== Stored data entries ==

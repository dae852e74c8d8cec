//! The mapper abstraction: authentication + entitlement lookup.
//!
//! A capability, not a class hierarchy — `Mapper` only requires `map`,
//! `domains`, and `name`; `allocate_session` has a default that calls
//! through to the shared `AgentClient`, which a mapper may override to
//! proxy allocation elsewhere entirely.
pub mod hash;
pub mod simple;
pub mod webservice;

use async_trait::async_trait;
use pcoip_proto::{Credentials, Resource};

use crate::agent::{AgentClient, AgentError, AgentOutcome};
use crate::config::{Config, MapperKind};

pub use simple::{SimpleMapper, SimpleMapperSettings};
pub use webservice::SimpleWebserviceMapper;

#[derive(Debug, Clone, Copy, PartialEq, Eq)]
pub enum MapperStatus {
    Success,
    AuthenticationFailed,
    NoMachine,
    ResourceUnresponsive,
    InternalError,
}

/// Result of `Mapper::map`: on `Success` the list MUST be non-empty; on any
/// other status it MUST be empty. Order is preserved end-to-end to the
/// client.
pub struct MapResult {
    pub status: MapperStatus,
    pub resources: Vec<(String, Resource)>,
}

impl MapResult {
    pub fn failed(status: MapperStatus) -> Self {
        Self {
            status,
            resources: Vec::new(),
        }
    }
}

#[async_trait]
pub trait Mapper: Send + Sync {
    /// Authenticates `credentials` and returns the ordered resources the
    /// user is entitled to. `previous_host` is part of the interface but has
    /// no defined semantics (see design notes); reference mappers ignore it.
    async fn map(&self, credentials: &Credentials, previous_host: Option<&str>) -> MapResult;

    fn domains(&self) -> Vec<String>;

    fn name(&self) -> &str;

    async fn allocate_session(
        &self,
        agent: &AgentClient,
        resource: &Resource,
        resource_id: &str,
        credentials: &Credentials,
        client_name: &str,
    ) -> Result<AgentOutcome, AgentError> {
        agent
            .allocate(&resource.hostname, resource_id, credentials, client_name)
            .await
    }
}

/// Builds the configured reference mapper.
pub fn build(config: &Config) -> Box<dyn Mapper> {
    match config.mapper {
        MapperKind::Simple => Box::new(SimpleMapper::new(SimpleMapperSettings {
            username: config.simple_username.clone(),
            password_hash: config.simple_password_hash.clone(),
            resources: config.simple_resources.clone(),
        })),
        MapperKind::Webservice => {
            Box::new(SimpleWebserviceMapper::new(config.webservice_base_url.clone()))
        }
    }
}
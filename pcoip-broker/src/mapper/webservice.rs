//! Reference "webservice" mapper: HTTP Basic auth against an external
//! service returning JSON `{"hosts":[{name,hostname},...]}`. Grounded on
//! `mapping/simplewebservice.py::SimpleWebserviceMapper`.
use async_trait::async_trait;
use pcoip_proto::{Credentials, Resource};
use serde::Deserialize;

use super::{MapResult, Mapper, MapperStatus};

#[derive(Deserialize)]
struct HostsResponse {
    hosts: Vec<HostEntry>,
}

#[derive(Deserialize)]
struct HostEntry {
    name: String,
    hostname: String,
}

pub struct SimpleWebserviceMapper {
    base_url: String,
    http: reqwest::Client,
}

impl SimpleWebserviceMapper {
    pub fn new(base_url: String) -> Self {
        Self {
            base_url,
            http: reqwest::Client::new(),
        }
    }
}

#[async_trait]
impl Mapper for SimpleWebserviceMapper {
    async fn map(&self, credentials: &Credentials, _previous_host: Option<&str>) -> MapResult {
        let url = format!(
            "{}/user={}",
            self.base_url.trim_end_matches('/'),
            urlencoding::encode(&credentials.username)
        );

        let response = match self
            .http
            .get(&url)
            .basic_auth(&credentials.username, Some(&credentials.password))
            .send()
            .await
        {
            Ok(response) => response,
            Err(err) => {
                log::warn!("webservice mapper request to {url} failed: {err}");
                return MapResult::failed(MapperStatus::InternalError);
            }
        };

        match response.status().as_u16() {
            403 => MapResult::failed(MapperStatus::AuthenticationFailed),
            200 => match response.json::<HostsResponse>().await {
                Ok(body) => {
                    let resources: Vec<(String, Resource)> = body
                        .hosts
                        .into_iter()
                        .enumerate()
                        .map(|(i, host)| (i.to_string(), Resource::new(host.name, host.hostname)))
                        .collect();

                    if resources.is_empty() {
                        MapResult::failed(MapperStatus::NoMachine)
                    } else {
                        MapResult {
                            status: MapperStatus::Success,
                            resources,
                        }
                    }
                }
                Err(err) => {
                    log::warn!("webservice mapper returned malformed JSON: {err}");
                    MapResult::failed(MapperStatus::InternalError)
                }
            },
            other => {
                log::warn!("webservice mapper returned unexpected HTTP status {other}");
                MapResult::failed(MapperStatus::InternalError)
            }
        }
    }

    fn domains(&self) -> Vec<String> {
        Vec::new()
    }

    fn name(&self) -> &str {
        "webservice"
    }
}
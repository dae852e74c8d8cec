//! PCoIP broker entrypoint.
//!
//! Initializes logging, then hands off to `server::run`. Keep this file
//! minimal — application logic lives in `server`, `protocol`, `session`,
//! `mapper`, and `agent`.
mod agent;
mod config;
mod html;
mod mapper;
mod protocol;
mod server;
mod session;

use config::CONFIG;

#[tokio::main]
async fn main() -> anyhow::Result<()> {
    simple_logger::init_with_level(CONFIG.log_level.to_level().unwrap_or(log::Level::Info))?;
    server::run(&CONFIG).await
}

== AIM OF THE TASK ==
All the records above need to be transcribed exactly and in full.

== COMPLETED EXERCISE ==
repository dae852e74c8d8cec
//! The mapper abstraction: authentication + entitlement lookup.
//!
//! A capability, not a class hierarchy — `Mapper` only requires `map`,
//! `domains`, and `name`; `allocate_session` has a default that calls
//! through to the shared `AgentClient`, which a mapper may override to
//! proxy allocation elsewhere entirely.
pub mod hash;
pub mod simple;
pub mod webservice;

use async_trait::async_trait;
use pcoip_proto::{Credentials, Resource};

use crate::agent::{AgentClient, AgentError, AgentOutcome};
use crate::config::{Config, MapperKind};

pub use simple::{SimpleMapper, SimpleMapperSettings};
pub use webservice::SimpleWebserviceMapper;

#[derive(Debug, Clone, Copy, PartialEq, Eq)]
pub enum MapperStatus {
    Success,
    AuthenticationFailed,
    NoMachine,
    ResourceUnresponsive,
    InternalError,
}

/// Result of `Mapper::map`: on `Success` the list MUST be non-empty; on any
/// other status it MUST be empty. Order is preserved end-to-end to the
/// client.
pub struct MapResult {
    pub status: MapperStatus,
    pub resources: Vec<(String, Resource)>,
}

impl MapResult {
    pub fn failed(status: MapperStatus) -> Self {
        Self {
            status,
            resources: Vec::new(),
        }
    }
}

#[async_trait]
pub trait Mapper: Send + Sync {
    /// Authenticates `credentials` and returns the ordered resources the
    /// user is entitled to. `previous_host` is part of the interface but has
    /// no defined semantics (see design notes); reference mappers ignore it.
    async fn map(&self, credentials: &Credentials, previous_host: Option<&str>) -> MapResult;

    fn domains(&self) -> Vec<String>;

    fn name(&self) -> &str;

    async fn allocate_session(
        &self,
        agent: &AgentClient,
        resource: &Resource,
        resource_id: &str,
        credentials: &Credentials,
        client_name: &str,
    ) -> Result<AgentOutcome, AgentError> {
        agent
            .allocate(&resource.hostname, resource_id, credentials, client_name)
            .await
    }
}

/// Builds the configured reference mapper.
pub fn build(config: &Config) -> Box<dyn Mapper> {
    match config.mapper {
        MapperKind::Simple => Box::new(SimpleMapper::new(SimpleMapperSettings {
            username: config.simple_username.clone(),
            password_hash: config.simple_password_hash.clone(),
            resources: config.simple_resources.clone(),
        })),
        MapperKind::Webservice => {
            Box::new(SimpleWebserviceMapper::new(config.webservice_base_url.clone()))
        }
    }
}
filename pcoip-broker/src/mapper/webservice.rs
//! Reference "webservice" mapper: HTTP Basic auth against an external
//! service returning JSON `{"hosts":[{name,hostname},...]}`. Grounded on
//! `mapping/simplewebservice.py::SimpleWebserviceMapper`.
use async_trait::async_trait;
use pcoip_proto::{Credentials, Resource};
use serde::Deserialize;

use super::{MapResult, Mapper, MapperStatus};

#[derive(Deserialize)]
struct HostsResponse {
    hosts: Vec<HostEntry>,
}

#[derive(Deserialize)]
struct HostEntry {
    name: String,
    hostname: String,
}

pub struct SimpleWebserviceMapper {
    base_url: String,
    http: reqwest::Client,
}

impl SimpleWebserviceMapper {
    pub fn new(base_url: String) -> Self {
        Self {
            base_url,
            http: reqwest::Client::new(),
        }
    }
}

#[async_trait]
impl Mapper for SimpleWebserviceMapper {
    async fn map(&self, credentials: &Credentials, _previous_host: Option<&str>) -> MapResult {
        let url = format!(
            "{}/user={}",
            self.base_url.trim_end_matches('/'),
            urlencoding::encode(&credentials.username)
        );

        let response = match self
            .http
            .get(&url)
            .basic_auth(&credentials.username, Some(&credentials.password))
            .send()
            .await
        {
            Ok(response) => response,
            Err(err) => {
                log::warn!("webservice mapper request to {url} failed: {err}");
                return MapResult::failed(MapperStatus::InternalError);
            }
        };

        match response.status().as_u16() {
            403 => MapResult::failed(MapperStatus::AuthenticationFailed),
            200 => match response.json::<HostsResponse>().await {
                Ok(body) => {
                    let resources: Vec<(String, Resource)> = body
                        .hosts
                        .into_iter()
                        .enumerate()
                        .map(|(i, host)| (i.to_string(), Resource::new(host.name, host.hostname)))
                        .collect();

                    if resources.is_empty() {
                        MapResult::failed(MapperStatus::NoMachine)
                    } else {
                        MapResult {
                            status: MapperStatus::Success,
                            resources,
                        }
                    }
                }
                Err(err) => {
                    log::warn!("webservice mapper returned malformed JSON: {err}");
                    MapResult::failed(MapperStatus::InternalError)
                }
            },
            other => {
                log::warn!("webservice mapper returned unexpected HTTP status {other}");
                MapResult::failed(MapperStatus::InternalError)
            }
        }
    }

    fn domains(&self) -> Vec<String> {
        Vec::new()
    }

    fn name(&self) -> &str {
        "webservice"
    }
}
repository dae852e74c8d8cec
//! PCoIP broker entrypoint.
//!
//! Initializes logging, then hands off to `server::run`. Keep this file
//! minimal — application logic lives in `server`, `protocol`, `session`,
//! `mapper`, and `agent`.
mod agent;
mod config;
mod html;
mod mapper;
mod protocol;
mod server;
mod session;

use config::CONFIG;

#[tokio::main]
async fn main() -> anyhow::Result<()> {
    simple_logger::init_with_level(CONFIG.log_level.to_level().unwrap_or(log::Level::Info))?;
    server::run(&CONFIG).await
}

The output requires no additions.